Yes, cryptoassets businesses must appoint a Money Laundering Reporting Officer (“MLRO”) (also known as “Nominated Officer”) with relevant knowledge, experience and training as well as a level of authority, independence and sufficient access to resources and information, to enable them to monitor and manage compliance with policies, procedures and controls to carry out their roles and responsibilities under the MLRs.
The FCA will assess the fitness and propriety of the MLRO/Nominated Officer. This includes assessing whether they have acted and may be expected to act with probity. The FCA will also assess whether the MLRO has adequate skills and experience to act in the role. The FCA will refuse applications where the MLRO lacks fitness and propriety.
The MLRO/Nominated Officer should have a sufficient understanding of cryptoasset-related technologies. They should also demonstrate that they have adequate skills and experience to manage the particular risks from dealing with cryptoassets and the risks from related activities like custody, exchange and initial coin offerings (ICO).
The FCA will look carefully at MLRO/Nominated Officers who are not based in the UK. It will also look carefully if they have a track record of regularly resigning from successful applicants once these applicants are registered or authorised and then joining another new applicant seeking authorisation or registration.
- How long does the registration process take?
Once the FCA has obtained all the information it needs, it generally targets three months to come to a decision regarding the application. However, the duration can vary depending on the complexity of the business and the completeness of the application. Therefore, it is advisable to allow several months for the entire process.
- Are there any fees associated with the registration?
Yes, there is a £10,000 application fee payable to the FCA at the time of submission of the application.
Businesses will also need to pay a periodic or annual fee while they are registered with the FCA. This fee is based on the annual revenues of the cryptoassets business.
- Can crypto-related services be provided while the registration is pending?

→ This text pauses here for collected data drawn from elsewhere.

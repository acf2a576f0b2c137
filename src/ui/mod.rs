pub mod gamepad;
pub mod input;
pub mod lights;
pub mod renderer;
pub mod screen;
pub mod sound;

No, an applicant cannot provide in-scope cryptoassets services until the registration is approved by the FCA. Engaging in such activities without registration is a breach of regulatory requirements.
Equally, an applicant must not:
- use its application to promote its products or services; or
- include in its websites and marketing material language that gives the impression that making an application for registration is a form of endorsement or recommendation by the FCA.

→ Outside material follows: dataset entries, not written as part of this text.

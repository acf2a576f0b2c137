/// External configuration loader.
///
/// Reads `config.toml` from the executable's directory (or CWD).
/// Falls back to sensible defaults if the file is missing or incomplete.

use serde::Deserialize;
use std::path::{Path, PathBuf};
use std::time::Duration;

/// Last-resort pad gap when the tier table is empty.
pub const DEFAULT_PACE_MS: u64 = 300;

// ── Public Config Struct ──

#[derive(Clone, Debug)]
pub struct GameConfig {
    pub timing: TimingConfig,
    pub gamepad: GamepadConfig,
    pub record_path: PathBuf,
}

#[derive(Clone, Debug, PartialEq, Eq)]
pub struct TimingConfig {
    pub prepare_ms: u64,       // round start → length reveal
    pub lead_in_ms: u64,       // length reveal → first pad
    pub pace_tiers_ms: Vec<u64>,
    pub pace_tier_span: usize, // moves per pacing tier
    pub flash_ms: u64,         // pad highlight on press / playback
}

impl TimingConfig {
    pub fn prepare(&self) -> Duration { Duration::from_millis(self.prepare_ms) }
    pub fn lead_in(&self) -> Duration { Duration::from_millis(self.lead_in_ms) }
    pub fn flash(&self) -> Duration { Duration::from_millis(self.flash_ms) }
}

impl Default for TimingConfig {
    fn default() -> Self {
        TimingConfig {
            prepare_ms: default_prepare(),
            lead_in_ms: default_lead_in(),
            pace_tiers_ms: default_pace_tiers(),
            pace_tier_span: default_pace_span(),
            flash_ms: default_flash(),
        }
    }
}

#[derive(Clone, Debug)]
pub struct GamepadConfig {
    pub blue: Vec<String>,
    pub red: Vec<String>,
    pub green: Vec<String>,
    pub yellow: Vec<String>,
    pub start: Vec<String>,
    pub quit: Vec<String>,
}

// ── TOML Schema (with serde defaults) ──

#[derive(Deserialize, Debug, Default)]
struct TomlConfig {
    #[serde(default)]
    timing: TomlTiming,
    #[serde(default)]
    gamepad: TomlGamepad,
    #[serde(default)]
    general: TomlGeneral,
}

#[derive(Deserialize, Debug)]
struct TomlTiming {
    #[serde(default = "default_prepare")]
    prepare_ms: u64,
    #[serde(default = "default_lead_in")]
    lead_in_ms: u64,
    #[serde(default = "default_pace_tiers")]
    pace_tiers_ms: Vec<u64>,
    #[serde(default = "default_pace_span")]
    pace_tier_span: usize,
    #[serde(default = "default_flash")]
    flash_ms: u64,
}

#[derive(Deserialize, Debug)]
struct TomlGamepad {
    #[serde(default = "default_blue")]
    blue: Vec<String>,
    #[serde(default = "default_red")]
    red: Vec<String>,
    #[serde(default = "default_green")]
    green: Vec<String>,
    #[serde(default = "default_yellow")]
    yellow: Vec<String>,
    #[serde(default = "default_start")]
    start: Vec<String>,
    #[serde(default = "default_quit")]
    quit: Vec<String>,
}

#[derive(Deserialize, Debug)]
struct TomlGeneral {
    #[serde(default = "default_record_file")]
    record_file: String,
}

// ── Defaults ──

fn default_prepare() -> u64 { 500 }
fn default_lead_in() -> u64 { 600 }
fn default_pace_tiers() -> Vec<u64> { vec![600, 500, 400, 300] }
fn default_pace_span() -> usize { 5 }
fn default_flash() -> u64 { 150 }

// Face buttons follow the usual controller colors.
fn default_blue() -> Vec<String> { vec!["X".into()] }
fn default_red() -> Vec<String> { vec!["B".into()] }
fn default_green() -> Vec<String> { vec!["A".into()] }
fn default_yellow() -> Vec<String> { vec!["Y".into()] }
fn default_start() -> Vec<String> { vec!["Start".into()] }
fn default_quit() -> Vec<String> { vec!["Select".into()] }
fn default_record_file() -> String { "saved_record.txt".into() }

impl Default for TomlTiming {
    fn default() -> Self {
        TomlTiming {
            prepare_ms: default_prepare(),
            lead_in_ms: default_lead_in(),
            pace_tiers_ms: default_pace_tiers(),
            pace_tier_span: default_pace_span(),
            flash_ms: default_flash(),
        }
    }
}

impl Default for TomlGamepad {
    fn default() -> Self {
        TomlGamepad {
            blue: default_blue(),
            red: default_red(),
            green: default_green(),
            yellow: default_yellow(),
            start: default_start(),
            quit: default_quit(),
        }
    }
}

impl Default for TomlGeneral {
    fn default() -> Self {
        TomlGeneral {
            record_file: default_record_file(),
        }
    }
}

// ── Loading ──

impl GameConfig {
    /// Load config from `config.toml`.
    /// Search order: (1) exe directory, (2) current working directory,
    /// (3) ~/.local/share/tapecho.
    /// Missing file or missing keys gracefully fall back to defaults.
    /// A relative `record_file` is resolved against `data_dir`.
    pub fn load(data_dir: &Path) -> Self {
        Self::load_from(&candidate_dirs(), data_dir)
    }

    fn load_from(search_dirs: &[PathBuf], data_dir: &Path) -> Self {
        Self::from_toml(load_toml(search_dirs), data_dir)
    }

    fn from_toml(toml_cfg: TomlConfig, data_dir: &Path) -> Self {
        let mut tiers = toml_cfg.timing.pace_tiers_ms;
        if tiers.is_empty() {
            log::warn!("config.toml: pace_tiers_ms is empty, using defaults");
            tiers = default_pace_tiers();
        }
        if toml_cfg.timing.pace_tier_span == 0 {
            log::warn!("config.toml: pace_tier_span must be at least 1");
        }

        let record_file = PathBuf::from(&toml_cfg.general.record_file);
        let record_path = if record_file.is_absolute() {
            record_file
        } else {
            data_dir.join(record_file)
        };

        GameConfig {
            timing: TimingConfig {
                prepare_ms: toml_cfg.timing.prepare_ms,
                lead_in_ms: toml_cfg.timing.lead_in_ms,
                pace_tiers_ms: tiers,
                pace_tier_span: toml_cfg.timing.pace_tier_span.max(1),
                flash_ms: toml_cfg.timing.flash_ms,
            },
            gamepad: GamepadConfig {
                blue: toml_cfg.gamepad.blue,
                red: toml_cfg.gamepad.red,
                green: toml_cfg.gamepad.green,
                yellow: toml_cfg.gamepad.yellow,
                start: toml_cfg.gamepad.start,
                quit: toml_cfg.gamepad.quit,
            },
            record_path,
        }
    }
}

/// Where the record and log files live.
pub fn data_dir() -> PathBuf {
    // 1. Try exe directory (works for local/portable installs)
    if let Ok(exe) = std::env::current_exe() {
        let resolved = exe.canonicalize().unwrap_or(exe);
        if let Some(parent) = resolved.parent() {
            // Check if writable (system installs like /usr/games/ won't be)
            let test_path = parent.join(".write_test_tapecho");
            if std::fs::write(&test_path, "").is_ok() {
                let _ = std::fs::remove_file(&test_path);
                return parent.to_path_buf();
            }
        }
    }

    // 2. XDG data home (~/.local/share/tapecho) for system installs
    if let Ok(home) = std::env::var("HOME") {
        let xdg = PathBuf::from(&home).join(".local/share/tapecho");
        if std::fs::create_dir_all(&xdg).is_ok() {
            return xdg;
        }
    }

    // 3. Fallback to CWD
    std::env::current_dir().unwrap_or_else(|_| PathBuf::from("."))
}

/// Candidate directories to search: exe dir + CWD + system paths (deduplicated).
fn candidate_dirs() -> Vec<PathBuf> {
    let mut dirs = vec![];

    // 1. Directory of the running executable
    if let Ok(exe) = std::env::current_exe() {
        let resolved = exe.canonicalize().unwrap_or(exe);
        if let Some(parent) = resolved.parent() {
            dirs.push(parent.to_path_buf());
        }
    }

    // 2. Current working directory
    if let Ok(cwd) = std::env::current_dir() {
        if !dirs.iter().any(|d| d == &cwd) {
            dirs.push(cwd);
        }
    }

    // 3. XDG data home (~/.local/share/tapecho)
    if let Ok(home) = std::env::var("HOME") {
        let xdg = PathBuf::from(&home).join(".local/share/tapecho");
        if xdg.is_dir() && !dirs.iter().any(|d| d == &xdg) {
            dirs.push(xdg);
        }
    }

    if dirs.is_empty() {
        dirs.push(PathBuf::from("."));
    }

    dirs
}

/// Search for config.toml in candidate directories.
fn load_toml(search_dirs: &[PathBuf]) -> TomlConfig {
    for dir in search_dirs {
        let path = dir.join("config.toml");
        if path.exists() {
            match std::fs::read_to_string(&path) {
                Ok(text) => return parse_toml(&text),
                Err(e) => {
                    log::warn!("could not read {}: {e}", path.display());
                }
            }
        }
    }
    TomlConfig::default()
}

fn parse_toml(text: &str) -> TomlConfig {
    match toml::from_str::<TomlConfig>(text) {
        Ok(cfg) => cfg,
        Err(e) => {
            log::warn!("config.toml parse error, using default settings: {e}");
            TomlConfig::default()
        }
    }
}

#[cfg(test)]
mod tests {
    use super::*;

    fn config_from(text: &str) -> GameConfig {
        GameConfig::from_toml(parse_toml(text), Path::new("data"))
    }

    #[test]
    fn empty_file_gives_defaults() {
        let cfg = config_from("");
        assert_eq!(cfg.timing, TimingConfig::default());
        assert_eq!(cfg.record_path, Path::new("data").join("saved_record.txt"));
        assert_eq!(cfg.gamepad.green, vec!["A".to_string()]);
    }

    #[test]
    fn partial_timing_keeps_other_defaults() {
        let cfg = config_from("[timing]\nprepare_ms = 250\n");
        assert_eq!(cfg.timing.prepare_ms, 250);
        assert_eq!(cfg.timing.lead_in_ms, 600);
        assert_eq!(cfg.timing.pace_tiers_ms, vec![600, 500, 400, 300]);
    }

    #[test]
    fn malformed_file_falls_back_to_defaults() {
        let cfg = config_from("[timing\nprepare_ms = ");
        assert_eq!(cfg.timing, TimingConfig::default());
    }

    #[test]
    fn empty_tier_table_and_zero_span_are_repaired() {
        let cfg = config_from("[timing]\npace_tiers_ms = []\npace_tier_span = 0\n");
        assert_eq!(cfg.timing.pace_tiers_ms, vec![600, 500, 400, 300]);
        assert_eq!(cfg.timing.pace_tier_span, 1);
    }

    #[test]
    fn record_file_lands_in_the_given_data_dir() {
        let search = tempfile::tempdir().unwrap();
        let data = tempfile::tempdir().unwrap();
        std::fs::write(
            search.path().join("config.toml"),
            "[general]\nrecord_file = \"best.txt\"\n",
        ).unwrap();

        let cfg = GameConfig::load_from(&[search.path().to_path_buf()], data.path());
        assert_eq!(cfg.record_path, data.path().join("best.txt"));
        // Resolving the path must not touch the data dir.
        assert_eq!(std::fs::read_dir(data.path()).unwrap().count(), 0);
    }

    #[test]
    #[cfg(unix)]
    fn absolute_record_file_is_kept() {
        let cfg = config_from("[general]\nrecord_file = \"/tmp/best.txt\"\n");
        assert_eq!(cfg.record_path, PathBuf::from("/tmp/best.txt"));
    }
}
/// Pad highlights: the on-screen half of a press effect.
///
/// Each pad owns one highlight slot. Lighting a pad that is already lit
/// replaces the running highlight instead of stacking a second one.

use std::time::Duration;

use crate::domain::pad::Pad;

#[derive(Clone, Debug, Default)]
pub struct PadLights {
    remaining: [Option<Duration>; Pad::COUNT],
}

impl PadLights {
    pub fn new() -> Self {
        Self::default()
    }

    pub fn flash(&mut self, pad: Pad, duration: Duration) {
        self.remaining[pad.index()] = Some(duration);
    }

    pub fn tick(&mut self, dt: Duration) {
        for slot in &mut self.remaining {
            *slot = match *slot {
                Some(left) if left > dt => Some(left - dt),
                _ => None,
            };
        }
    }

    pub fn is_lit(&self, pad: Pad) -> bool {
        self.remaining[pad.index()].is_some()
    }
}
pub mod pace;
pub mod pad;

- What happens if a business does not register?
Operating an in-scope cryptoassets business without proper registration is illegal and can lead to severe consequences. The FCA has the authority to issue penalties, fines, and even bring criminal charges for non-compliance. Moreover, unregistered businesses risk reputational damage and loss of consumer trust.
- How can a smooth registration process be ensured?

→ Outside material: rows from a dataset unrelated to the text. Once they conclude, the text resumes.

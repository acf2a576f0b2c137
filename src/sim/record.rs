/// Personal-best persistence.
///
/// ## File format:
///   A single line holding the best length in plain decimal, e.g. `12`.
///   Missing, unreadable or malformed files read as 0.
///
/// Writes go through `BackgroundRecorder`, which owns the file store on a
/// worker thread so the game loop never waits on the disk.

use std::io;
use std::path::{Path, PathBuf};
use std::sync::mpsc::{self, Sender};
use std::thread::JoinHandle;

#[derive(Debug, thiserror::Error)]
pub enum RecordError {
    #[error("could not write {}: {source}", .path.display())]
    Write {
        path: PathBuf,
        #[source]
        source: io::Error,
    },
    #[error("record writer is no longer running")]
    WriterGone,
}

/// Durable slot for a single integer.
pub trait RecordStore {
    /// Never fails: anything unreadable is 0.
    fn load(&self) -> u32;
    fn save(&self, value: u32) -> Result<(), RecordError>;
}

// ══════════════════════════════════════════════════════════════
// File store
// ══════════════════════════════════════════════════════════════

pub struct FileRecordStore {
    path: PathBuf,
}

impl FileRecordStore {
    pub fn new(path: impl Into<PathBuf>) -> Self {
        FileRecordStore { path: path.into() }
    }

    pub fn path(&self) -> &Path {
        &self.path
    }
}

impl RecordStore for FileRecordStore {
    fn load(&self) -> u32 {
        match std::fs::read_to_string(&self.path) {
            Ok(text) => parse_record(&text).unwrap_or_else(|| {
                log::debug!("{} is malformed, personal best reads as 0", self.path.display());
                0
            }),
            Err(e) => {
                log::debug!("no personal best at {}: {e}", self.path.display());
                0
            }
        }
    }

    fn save(&self, value: u32) -> Result<(), RecordError> {
        std::fs::write(&self.path, value.to_string())
            .map_err(|source| RecordError::Write { path: self.path.clone(), source })
    }
}

/// First line, trimmed, as a decimal.
fn parse_record(text: &str) -> Option<u32> {
    text.lines().next()?.trim().parse().ok()
}

// ══════════════════════════════════════════════════════════════
// Background writer
// ══════════════════════════════════════════════════════════════

/// Serializes saves onto one worker thread. Loads still run on the
/// caller's thread: they happen once, before the first frame.
pub struct BackgroundRecorder<S: RecordStore + Send + Sync + 'static> {
    store: std::sync::Arc<S>,
    tx: Option<Sender<u32>>,
    worker: Option<JoinHandle<()>>,
}

impl<S: RecordStore + Send + Sync + 'static> BackgroundRecorder<S> {
    pub fn spawn(store: S) -> Self {
        let store = std::sync::Arc::new(store);
        let (tx, rx) = mpsc::channel::<u32>();
        let writer = std::sync::Arc::clone(&store);
        let worker = std::thread::Builder::new()
            .name("record-writer".into())
            .spawn(move || {
                for value in rx {
                    match writer.save(value) {
                        Ok(()) => log::info!("personal best {value} saved"),
                        Err(e) => log::warn!("personal best {value} lost: {e}"),
                    }
                }
            });

        match worker {
            Ok(handle) => BackgroundRecorder { store, tx: Some(tx), worker: Some(handle) },
            Err(e) => {
                log::warn!("could not start record writer, saves disabled: {e}");
                BackgroundRecorder { store, tx: None, worker: None }
            }
        }
    }
}

impl<S: RecordStore + Send + Sync + 'static> RecordStore for BackgroundRecorder<S> {
    fn load(&self) -> u32 {
        self.store.load()
    }

    fn save(&self, value: u32) -> Result<(), RecordError> {
        let tx = self.tx.as_ref().ok_or(RecordError::WriterGone)?;
        tx.send(value).map_err(|_| RecordError::WriterGone)
    }
}

impl<S: RecordStore + Send + Sync + 'static> Drop for BackgroundRecorder<S> {
    /// Flush: close the channel and wait for queued writes.
    fn drop(&mut self) {
        self.tx.take();
        if let Some(worker) = self.worker.take() {
            if worker.join().is_err() {
                log::warn!("record writer panicked");
            }
        }
    }
}
/// Pad: one of the four colored buttons. A move is one pad press.
///
/// The core only ever speaks in pad indices (0-3); colors and names
/// exist for the presentation layer.

#[derive(Clone, Copy, PartialEq, Eq, Hash, Debug)]
pub enum Pad {
    Blue = 0,
    Red = 1,
    Green = 2,
    Yellow = 3,
}

impl Pad {
    pub const COUNT: usize = 4;

    /// Grid order: top-left, top-right, bottom-left, bottom-right.
    pub const ALL: [Pad; Pad::COUNT] = [Pad::Blue, Pad::Red, Pad::Green, Pad::Yellow];

    /// Map a raw move index to a pad. Anything outside 0-3 is not a move.
    pub fn from_index(index: usize) -> Option<Pad> {
        Pad::ALL.get(index).copied()
    }

    pub fn index(self) -> usize {
        self as usize
    }

    pub fn name(self) -> &'static str {
        match self {
            Pad::Blue   => "blue",
            Pad::Red    => "red",
            Pad::Green  => "green",
            Pad::Yellow => "yellow",
        }
    }
}
/// Entry point and game loop.

mod config;
mod domain;
mod sim;
mod ui;

use std::fs::File;
use std::path::Path;
use std::time::{Duration, Instant};

use anyhow::Context;
use env_logger::{Builder, Env, Target};

use config::{data_dir, GameConfig};
use sim::controller::GameController;
use sim::event::present;
use sim::generator::{MoveSource, RandomMoves};
use sim::record::{BackgroundRecorder, FileRecordStore, RecordStore};
use ui::gamepad::GamepadState;
use ui::input::{InputState, KEYS_QUIT, KEYS_START};
use ui::renderer::Renderer;
use ui::screen::Screen;
use ui::sound::{SoundCues, SoundEngine};

const FRAME_SLEEP: Duration = Duration::from_millis(5);
const LOG_FILE: &str = "tapecho.log";

/// Log to a file next to the record: the terminal belongs to the renderer.
/// `RUST_LOG` overrides the default level.
fn init_logging(data_dir: &Path) {
    let mut builder = Builder::from_env(Env::default().default_filter_or("info"));
    match File::create(data_dir.join(LOG_FILE)) {
        Ok(file) => {
            builder.target(Target::Pipe(Box::new(file)));
        }
        Err(_) => {
            builder.filter_level(log::LevelFilter::Off);
        }
    }
    let _ = builder.try_init();
}

fn main() {
    let data_dir = data_dir();
    init_logging(&data_dir);
    log::info!("data directory: {}", data_dir.display());

    let config = GameConfig::load(&data_dir);
    let file_store = FileRecordStore::new(config.record_path.clone());
    log::info!("record file: {}", file_store.path().display());

    let mut game = GameController::new(
        RandomMoves::new(),
        BackgroundRecorder::spawn(file_store),
        config.timing.clone(),
    );

    let mut gamepad = GamepadState::new();
    gamepad.load_button_config(&config.gamepad);

    let mut renderer = Renderer::new();
    if let Err(e) = renderer.init() {
        eprintln!("Terminal init failed: {e}");
        return;
    }

    let mut sound = SoundEngine::new();

    let result = game_loop(&mut game, &mut renderer, &mut gamepad, sound.as_mut(), &config);

    if let Err(e) = renderer.cleanup() {
        eprintln!("Terminal cleanup failed: {e}");
    }

    if let Err(e) = result {
        log::error!("game loop failed: {e:#}");
        eprintln!("Game error: {e:#}");
    }

    println!();
    println!("Thanks for playing Tap Echo!");
    println!("{}", game.personal_best_text());
}

fn game_loop<M: MoveSource, R: RecordStore>(
    game: &mut GameController<M, R>,
    renderer: &mut Renderer,
    gamepad: &mut GamepadState,
    mut sound: Option<&mut SoundEngine>,
    config: &GameConfig,
) -> anyhow::Result<()> {
    let mut input = InputState::new();
    let mut screen = Screen::new(config.timing.flash(), game.personal_best_text());
    let mut last_tick = Instant::now();

    loop {
        input.drain_events();
        gamepad.update();

        if input.ctrl_c_pressed() || input.any_pressed(KEYS_QUIT) || gamepad.quit_pressed() {
            if game.is_playing_back() {
                game.cancel_playback();
            }
            log::info!("quit requested");
            break;
        }

        if input.any_pressed(KEYS_START) || gamepad.start_pressed() {
            game.start();
        }

        let mut events = Vec::new();
        for pad in input.pad_presses().into_iter().chain(gamepad.pad_presses()) {
            events.extend(game.submit_move(pad.index()));
        }

        let now = Instant::now();
        let dt = now - last_tick;
        last_tick = now;
        events.extend(game.tick(dt));

        screen.tick(dt);
        present(&mut screen, &events);
        if let Some(engine) = sound.as_deref_mut() {
            present(&mut SoundCues(engine), &events);
        }
        screen.best_text = game.personal_best_text();

        renderer
            .render(&screen, game.state(), gamepad.connected)
            .context("terminal render failed")?;

        std::thread::sleep(FRAME_SLEEP);
    }

    Ok(())
}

Engaging with a legal professional specialising in financial services regulatory work like our firm FSREG can provide invaluable support throughout the registration process and daily compliance assistance after registration has been obtained.
We can also help you to incorporate your UK subsidiary (if you need one) and assist with matters such as opening a UK bank account, recruiting staff, finding a MLRO/Nominated Officer, etc.
Contact us today to find out more!
Disclaimer: This article provides general information only. It is not comprehensive and does not constitute the provision of legal, investment or regulatory advice. FSREG is not responsible for any action taken or omitted to be taken on the basis of the information contained in this article. © 2023 FS REG Limited (www.fsreg.com). All rights reserved.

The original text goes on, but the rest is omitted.